This blog post is written by Pratiksha, a Yahel fellow living in the Ramat Eliyahu neighborhood in Rishon LeZion.
If someone asked me about Judaism or Israel before this program I would have just looked at them with a blank look. The little to no knowledge I had of this country made me want to come and learn everything from its own view. The journey to this land which I hardly knew about and a religion I wasn’t so familiar with made me nervous about how I would relate with Israel and its people. But 6 months down the line I didn’t know I would find a home away from home, a place of comfort and a sense of familiarity that the community kept providing me. The streets of Ramat Eliyahu and the small shops next to Ariav have become what I call home. Wishing “Shabbat Shalom” to my neighbors every time they provide me with (טעים ממש) mamash tayeem Injera makes me realize how much I am part of this community, of Ramat Eliyahu. A small neighborhood that I haven’t heard of before became exactly where I would shape my time in Israel.
Looking back at these 6 months, I can easily recall all the Shabbat dinners and the preparations that went into it. I have always loved the idea of big dinners where people bring food from their own heritage so celebrating Shabbat in different traditions was my Friday ritual. Fridays now meant hearing the prayers from the synagogue, lighting up candles while saying the prayers, and listening to Kiddush before dinners that helped me connect to people around me. But it also gave me the feeling of being involved in something new that eventually became my weekly routine. It just didn’t stop till Shabbat dinners but it also meant listening to different stories during Hannukah and Purim that my flatmates made sure of telling me with many backstories and illustrated books. But it wasn’t just about celebrating Purim or Pesach for us but we also celebrated all my festivals which made me feel more at home.
Being in a new place isn’t that easy when there are differences that could be easily visible, be it in Ramat Eliyahu or the seminars that we went to. But hearing stories made me realize the similarities that we have been overlooking. How everyone just wants a future, a place to call their own, and a sense of belonging. We are so caught up in talking about the differences among each other that we forget what binds us across cultures, borders, and countries. And these are the few things that I could see in my placements too. We probably don’t understand each other’s culture completely but still, there is always some excitement to share and learn. In my homework at home, the family always made sure to feed me with Buna and snacks because that’s their way of welcoming whereas I took some cake with me as it is said you don’t go empty-handed to someone’s house. And in the senior center, I was able to show them a bit of India with my Indian classical dance which they still talk to me about while trying to teach me some Hebrew festive songs.

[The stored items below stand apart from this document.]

// Copyright (c) 2024-2026 Martin Schröder <info@swedishembedded.com>
//
// SPDX-License-Identifier: Apache-2.0
//! The dispatcher: the outer retry loop around account selection,
//! upstream endpoint fallback, error classification, and model
//! fallback.
//!
//! One request flows through: select account → borrow concurrency
//! permit → translate → call upstream (walking the endpoint preference
//! list) → classify the outcome into retry / switch-account / wait /
//! fail → translate the response back.  The permit is RAII so the slot
//! frees on every exit path, including client disconnects mid-stream.

use std::pin::Pin;
use std::sync::Arc;
use std::time::{Duration, Instant};

use async_trait::async_trait;
use futures::{Stream, StreamExt};
use tokio::sync::mpsc;
use tracing::{debug, info, warn};

use switchboard_config::{Config, HeaderMode};
use switchboard_pool::{
    AccountPool, LimitType, Outcome, Permit, QuotaClass, QuotaKey, SelectionContext,
    SelectionPolicy, SessionTracker, SignatureCache, UsageHistory,
};
use switchboard_protocol::claude::{MessagesRequest, MessagesResponse, StreamEvent};
use switchboard_protocol::gemini::{
    Content, GenerateContentResponse, GenerateEnvelope, Part,
};
use switchboard_protocol::model_family::{prefers_streaming_upstream, ModelFamily};
use switchboard_upstream::{
    CodeAssistInfo, ErrorKind, ModelQuota, SseFrame, TokenProvider, UpstreamClient, UpstreamError,
};

use crate::fallback::{is_pinned, resolve_model, FallbackChain};
use crate::relay::SseRelay;
use crate::response::{translate_response, ResponseOptions};
use crate::translate::{translate_request, TranslateOptions};

/// Short backoff for server-wide capacity pressure before retrying the
/// same account.
const CAPACITY_BACKOFF: Duration = Duration::from_secs(5);
/// Backoff between endpoint attempts after a transient server error.
const TRANSIENT_BACKOFF: Duration = Duration::from_secs(1);
/// Sleep when accounts exist but none is selectable right now
/// (usually a concurrency-cap collision).
const CONTENTION_BACKOFF: Duration = Duration::from_secs(2);
/// Wait-loop slice; progress is logged per slice.
const WAIT_CHUNK: Duration = Duration::from_secs(10);

pub type FrameStream = Pin<Box<dyn Stream<Item = Result<SseFrame, UpstreamError>> + Send>>;
pub type EventStream = Pin<Box<dyn Stream<Item = StreamEvent> + Send>>;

I knew about the differences in the culture and language before coming here and initially, it was difficult to wrap my head around it but slowly it started changing for me. I might not understand everything that the kids or seniors are telling me nor they would but we still communicate and interact. We try to understand each other over food and dance. And if we still don’t we just stick to actions and laugh about it. My time here in Israel has taught me how to be patient enough to find my own place during these balagan times but also to learn new things that come my way.